## EXERCISE INSTRUCTIONS
Output the data once more, exactly as given.

## TASK DATA
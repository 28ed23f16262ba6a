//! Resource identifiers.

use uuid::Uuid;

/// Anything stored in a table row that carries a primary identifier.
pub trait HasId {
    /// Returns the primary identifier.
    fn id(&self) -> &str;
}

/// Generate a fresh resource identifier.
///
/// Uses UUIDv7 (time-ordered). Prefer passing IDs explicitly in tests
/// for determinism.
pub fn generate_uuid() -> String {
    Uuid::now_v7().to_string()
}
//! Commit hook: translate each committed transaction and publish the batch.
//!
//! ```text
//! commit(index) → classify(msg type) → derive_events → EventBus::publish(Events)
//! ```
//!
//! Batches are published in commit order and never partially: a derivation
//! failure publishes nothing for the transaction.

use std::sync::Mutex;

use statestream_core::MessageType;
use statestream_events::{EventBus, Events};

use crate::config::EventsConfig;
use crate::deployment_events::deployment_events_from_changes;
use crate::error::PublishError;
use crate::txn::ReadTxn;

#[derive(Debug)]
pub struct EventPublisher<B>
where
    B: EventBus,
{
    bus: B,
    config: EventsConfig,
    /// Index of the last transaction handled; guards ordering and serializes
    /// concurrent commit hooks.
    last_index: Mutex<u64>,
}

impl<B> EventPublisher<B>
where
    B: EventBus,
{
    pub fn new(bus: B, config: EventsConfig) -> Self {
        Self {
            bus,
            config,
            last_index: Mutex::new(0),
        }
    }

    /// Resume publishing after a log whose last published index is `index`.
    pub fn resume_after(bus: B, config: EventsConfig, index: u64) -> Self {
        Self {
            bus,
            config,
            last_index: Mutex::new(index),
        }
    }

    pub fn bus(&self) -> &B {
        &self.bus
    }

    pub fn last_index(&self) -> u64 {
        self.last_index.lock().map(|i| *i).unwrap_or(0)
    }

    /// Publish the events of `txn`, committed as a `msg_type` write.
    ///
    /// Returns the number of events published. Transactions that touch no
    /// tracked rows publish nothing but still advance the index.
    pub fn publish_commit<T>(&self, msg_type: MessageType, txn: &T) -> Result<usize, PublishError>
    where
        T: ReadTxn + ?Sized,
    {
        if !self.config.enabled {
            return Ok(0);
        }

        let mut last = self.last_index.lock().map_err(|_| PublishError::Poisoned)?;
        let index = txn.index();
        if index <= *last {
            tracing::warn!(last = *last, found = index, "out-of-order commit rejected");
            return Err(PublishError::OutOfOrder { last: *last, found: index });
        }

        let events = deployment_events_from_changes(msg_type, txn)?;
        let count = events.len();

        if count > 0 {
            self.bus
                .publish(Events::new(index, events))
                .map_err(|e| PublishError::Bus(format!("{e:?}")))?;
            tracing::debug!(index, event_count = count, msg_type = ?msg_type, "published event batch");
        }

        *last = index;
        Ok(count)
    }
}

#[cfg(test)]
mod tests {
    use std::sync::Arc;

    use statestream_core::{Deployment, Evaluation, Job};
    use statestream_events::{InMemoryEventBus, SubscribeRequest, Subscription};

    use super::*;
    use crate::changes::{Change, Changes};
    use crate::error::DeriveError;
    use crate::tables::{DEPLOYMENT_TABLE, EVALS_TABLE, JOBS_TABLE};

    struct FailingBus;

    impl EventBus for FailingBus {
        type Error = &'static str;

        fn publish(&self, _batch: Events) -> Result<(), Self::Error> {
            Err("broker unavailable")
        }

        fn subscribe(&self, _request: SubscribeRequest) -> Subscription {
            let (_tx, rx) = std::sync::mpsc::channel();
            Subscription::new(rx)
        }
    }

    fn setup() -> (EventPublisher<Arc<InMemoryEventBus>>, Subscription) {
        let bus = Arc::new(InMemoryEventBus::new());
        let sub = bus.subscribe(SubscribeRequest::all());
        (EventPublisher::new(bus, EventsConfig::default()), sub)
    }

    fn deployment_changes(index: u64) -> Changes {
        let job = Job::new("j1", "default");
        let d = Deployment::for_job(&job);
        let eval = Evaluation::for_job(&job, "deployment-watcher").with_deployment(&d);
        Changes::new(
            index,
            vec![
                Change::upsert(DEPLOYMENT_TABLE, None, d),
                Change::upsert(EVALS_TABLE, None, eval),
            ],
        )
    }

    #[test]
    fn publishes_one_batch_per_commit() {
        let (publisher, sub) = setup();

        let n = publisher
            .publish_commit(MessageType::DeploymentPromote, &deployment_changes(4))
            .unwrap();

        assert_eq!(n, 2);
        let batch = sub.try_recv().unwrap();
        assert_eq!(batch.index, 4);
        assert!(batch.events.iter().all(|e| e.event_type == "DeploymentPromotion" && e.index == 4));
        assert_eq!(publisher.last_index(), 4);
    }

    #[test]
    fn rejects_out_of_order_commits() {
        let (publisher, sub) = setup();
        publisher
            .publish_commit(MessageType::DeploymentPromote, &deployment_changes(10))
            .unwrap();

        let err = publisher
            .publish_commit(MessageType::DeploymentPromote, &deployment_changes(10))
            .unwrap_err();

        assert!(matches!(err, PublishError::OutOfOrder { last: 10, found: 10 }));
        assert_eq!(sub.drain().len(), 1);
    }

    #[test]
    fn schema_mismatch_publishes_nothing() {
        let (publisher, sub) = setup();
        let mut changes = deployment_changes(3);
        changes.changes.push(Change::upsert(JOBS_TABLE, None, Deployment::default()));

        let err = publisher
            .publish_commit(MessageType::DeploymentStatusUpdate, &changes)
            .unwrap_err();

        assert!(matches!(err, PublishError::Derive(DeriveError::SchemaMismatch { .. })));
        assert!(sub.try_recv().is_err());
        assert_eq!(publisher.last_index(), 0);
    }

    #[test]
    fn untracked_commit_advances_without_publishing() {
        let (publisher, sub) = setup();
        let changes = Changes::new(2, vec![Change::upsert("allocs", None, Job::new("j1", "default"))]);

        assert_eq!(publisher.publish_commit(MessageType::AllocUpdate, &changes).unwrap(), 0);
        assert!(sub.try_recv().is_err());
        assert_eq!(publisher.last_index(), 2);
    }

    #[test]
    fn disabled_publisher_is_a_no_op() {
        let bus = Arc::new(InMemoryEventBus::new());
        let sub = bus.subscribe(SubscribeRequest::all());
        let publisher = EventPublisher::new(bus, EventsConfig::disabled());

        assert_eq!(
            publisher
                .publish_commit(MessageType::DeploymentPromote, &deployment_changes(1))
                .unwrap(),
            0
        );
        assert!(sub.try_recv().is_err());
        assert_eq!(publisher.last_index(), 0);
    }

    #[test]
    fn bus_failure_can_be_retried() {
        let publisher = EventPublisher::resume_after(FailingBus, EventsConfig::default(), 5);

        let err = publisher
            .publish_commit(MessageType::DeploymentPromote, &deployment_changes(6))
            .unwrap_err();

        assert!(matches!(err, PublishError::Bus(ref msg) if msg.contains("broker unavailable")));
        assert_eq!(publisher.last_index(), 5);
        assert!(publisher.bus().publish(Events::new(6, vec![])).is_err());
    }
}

## ANSWER TO THIS EXERCISE
repository 28ed23f16262ba6a
//! Resource identifiers.

use uuid::Uuid;

/// Anything stored in a table row that carries a primary identifier.
pub trait HasId {
    /// Returns the primary identifier.
    fn id(&self) -> &str;
}

/// Generate a fresh resource identifier.
///
/// Uses UUIDv7 (time-ordered). Prefer passing IDs explicitly in tests
/// for determinism.
pub fn generate_uuid() -> String {
    Uuid::now_v7().to_string()
}
//! Commit hook: translate each committed transaction and publish the batch.
//!
//! ```text
//! commit(index) → classify(msg type) → derive_events → EventBus::publish(Events)
//! ```
//!
//! Batches are published in commit order and never partially: a derivation
//! failure publishes nothing for the transaction.

use std::sync::Mutex;

use statestream_core::MessageType;
use statestream_events::{EventBus, Events};

use crate::config::EventsConfig;
use crate::deployment_events::deployment_events_from_changes;
use crate::error::PublishError;
use crate::txn::ReadTxn;

#[derive(Debug)]
pub struct EventPublisher<B>
where
    B: EventBus,
{
    bus: B,
    config: EventsConfig,
    /// Index of the last transaction handled; guards ordering and serializes
    /// concurrent commit hooks.
    last_index: Mutex<u64>,
}

impl<B> EventPublisher<B>
where
    B: EventBus,
{
    pub fn new(bus: B, config: EventsConfig) -> Self {
        Self {
            bus,
            config,
            last_index: Mutex::new(0),
        }
    }

    /// Resume publishing after a log whose last published index is `index`.
    pub fn resume_after(bus: B, config: EventsConfig, index: u64) -> Self {
        Self {
            bus,
            config,
            last_index: Mutex::new(index),
        }
    }

    pub fn bus(&self) -> &B {
        &self.bus
    }

    pub fn last_index(&self) -> u64 {
        self.last_index.lock().map(|i| *i).unwrap_or(0)
    }

    /// Publish the events of `txn`, committed as a `msg_type` write.
    ///
    /// Returns the number of events published. Transactions that touch no
    /// tracked rows publish nothing but still advance the index.
    pub fn publish_commit<T>(&self, msg_type: MessageType, txn: &T) -> Result<usize, PublishError>
    where
        T: ReadTxn + ?Sized,
    {
        if !self.config.enabled {
            return Ok(0);
        }

        let mut last = self.last_index.lock().map_err(|_| PublishError::Poisoned)?;
        let index = txn.index();
        if index <= *last {
            tracing::warn!(last = *last, found = index, "out-of-order commit rejected");
            return Err(PublishError::OutOfOrder { last: *last, found: index });
        }

        let events = deployment_events_from_changes(msg_type, txn)?;
        let count = events.len();

        if count > 0 {
            self.bus
                .publish(Events::new(index, events))
                .map_err(|e| PublishError::Bus(format!("{e:?}")))?;
            tracing::debug!(index, event_count = count, msg_type = ?msg_type, "published event batch");
        }

        *last = index;
        Ok(count)
    }
}

#[cfg(test)]
mod tests {
    use std::sync::Arc;

    use statestream_core::{Deployment, Evaluation, Job};
    use statestream_events::{InMemoryEventBus, SubscribeRequest, Subscription};

    use super::*;
    use crate::changes::{Change, Changes};
    use crate::error::DeriveError;
    use crate::tables::{DEPLOYMENT_TABLE, EVALS_TABLE, JOBS_TABLE};

    struct FailingBus;

    impl EventBus for FailingBus {
        type Error = &'static str;

        fn publish(&self, _batch: Events) -> Result<(), Self::Error> {
            Err("broker unavailable")
        }

        fn subscribe(&self, _request: SubscribeRequest) -> Subscription {
            let (_tx, rx) = std::sync::mpsc::channel();
            Subscription::new(rx)
        }
    }

    fn setup() -> (EventPublisher<Arc<InMemoryEventBus>>, Subscription) {
        let bus = Arc::new(InMemoryEventBus::new());
        let sub = bus.subscribe(SubscribeRequest::all());
        (EventPublisher::new(bus, EventsConfig::default()), sub)
    }

    fn deployment_changes(index: u64) -> Changes {
        let job = Job::new("j1", "default");
        let d = Deployment::for_job(&job);
        let eval = Evaluation::for_job(&job, "deployment-watcher").with_deployment(&d);
        Changes::new(
            index,
            vec![
                Change::upsert(DEPLOYMENT_TABLE, None, d),
                Change::upsert(EVALS_TABLE, None, eval),
            ],
        )
    }

    #[test]
    fn publishes_one_batch_per_commit() {
        let (publisher, sub) = setup();

        let n = publisher
            .publish_commit(MessageType::DeploymentPromote, &deployment_changes(4))
            .unwrap();

        assert_eq!(n, 2);
        let batch = sub.try_recv().unwrap();
        assert_eq!(batch.index, 4);
        assert!(batch.events.iter().all(|e| e.event_type == "DeploymentPromotion" && e.index == 4));
        assert_eq!(publisher.last_index(), 4);
    }

    #[test]
    fn rejects_out_of_order_commits() {
        let (publisher, sub) = setup();
        publisher
            .publish_commit(MessageType::DeploymentPromote, &deployment_changes(10))
            .unwrap();

        let err = publisher
            .publish_commit(MessageType::DeploymentPromote, &deployment_changes(10))
            .unwrap_err();

        assert!(matches!(err, PublishError::OutOfOrder { last: 10, found: 10 }));
        assert_eq!(sub.drain().len(), 1);
    }

    #[test]
    fn schema_mismatch_publishes_nothing() {
        let (publisher, sub) = setup();
        let mut changes = deployment_changes(3);
        changes.changes.push(Change::upsert(JOBS_TABLE, None, Deployment::default()));

        let err = publisher
            .publish_commit(MessageType::DeploymentStatusUpdate, &changes)
            .unwrap_err();

        assert!(matches!(err, PublishError::Derive(DeriveError::SchemaMismatch { .. })));
        assert!(sub.try_recv().is_err());
        assert_eq!(publisher.last_index(), 0);
    }

    #[test]
    fn untracked_commit_advances_without_publishing() {
        let (publisher, sub) = setup();
        let changes = Changes::new(2, vec![Change::upsert("allocs", None, Job::new("j1", "default"))]);

        assert_eq!(publisher.publish_commit(MessageType::AllocUpdate, &changes).unwrap(), 0);
        assert!(sub.try_recv().is_err());
        assert_eq!(publisher.last_index(), 2);
    }

    #[test]
    fn disabled_publisher_is_a_no_op() {
        let bus = Arc::new(InMemoryEventBus::new());
        let sub = bus.subscribe(SubscribeRequest::all());
        let publisher = EventPublisher::new(bus, EventsConfig::disabled());

        assert_eq!(
            publisher
                .publish_commit(MessageType::DeploymentPromote, &deployment_changes(1))
                .unwrap(),
            0
        );
        assert!(sub.try_recv().is_err());
        assert_eq!(publisher.last_index(), 0);
    }

    #[test]
    fn bus_failure_can_be_retried() {
        let publisher = EventPublisher::resume_after(FailingBus, EventsConfig::default(), 5);

        let err = publisher
            .publish_commit(MessageType::DeploymentPromote, &deployment_changes(6))
            .unwrap_err();

        assert!(matches!(err, PublishError::Bus(ref msg) if msg.contains("broker unavailable")));
        assert_eq!(publisher.last_index(), 5);
        assert!(publisher.bus().publish(Events::new(6, vec![])).is_err());
    }
}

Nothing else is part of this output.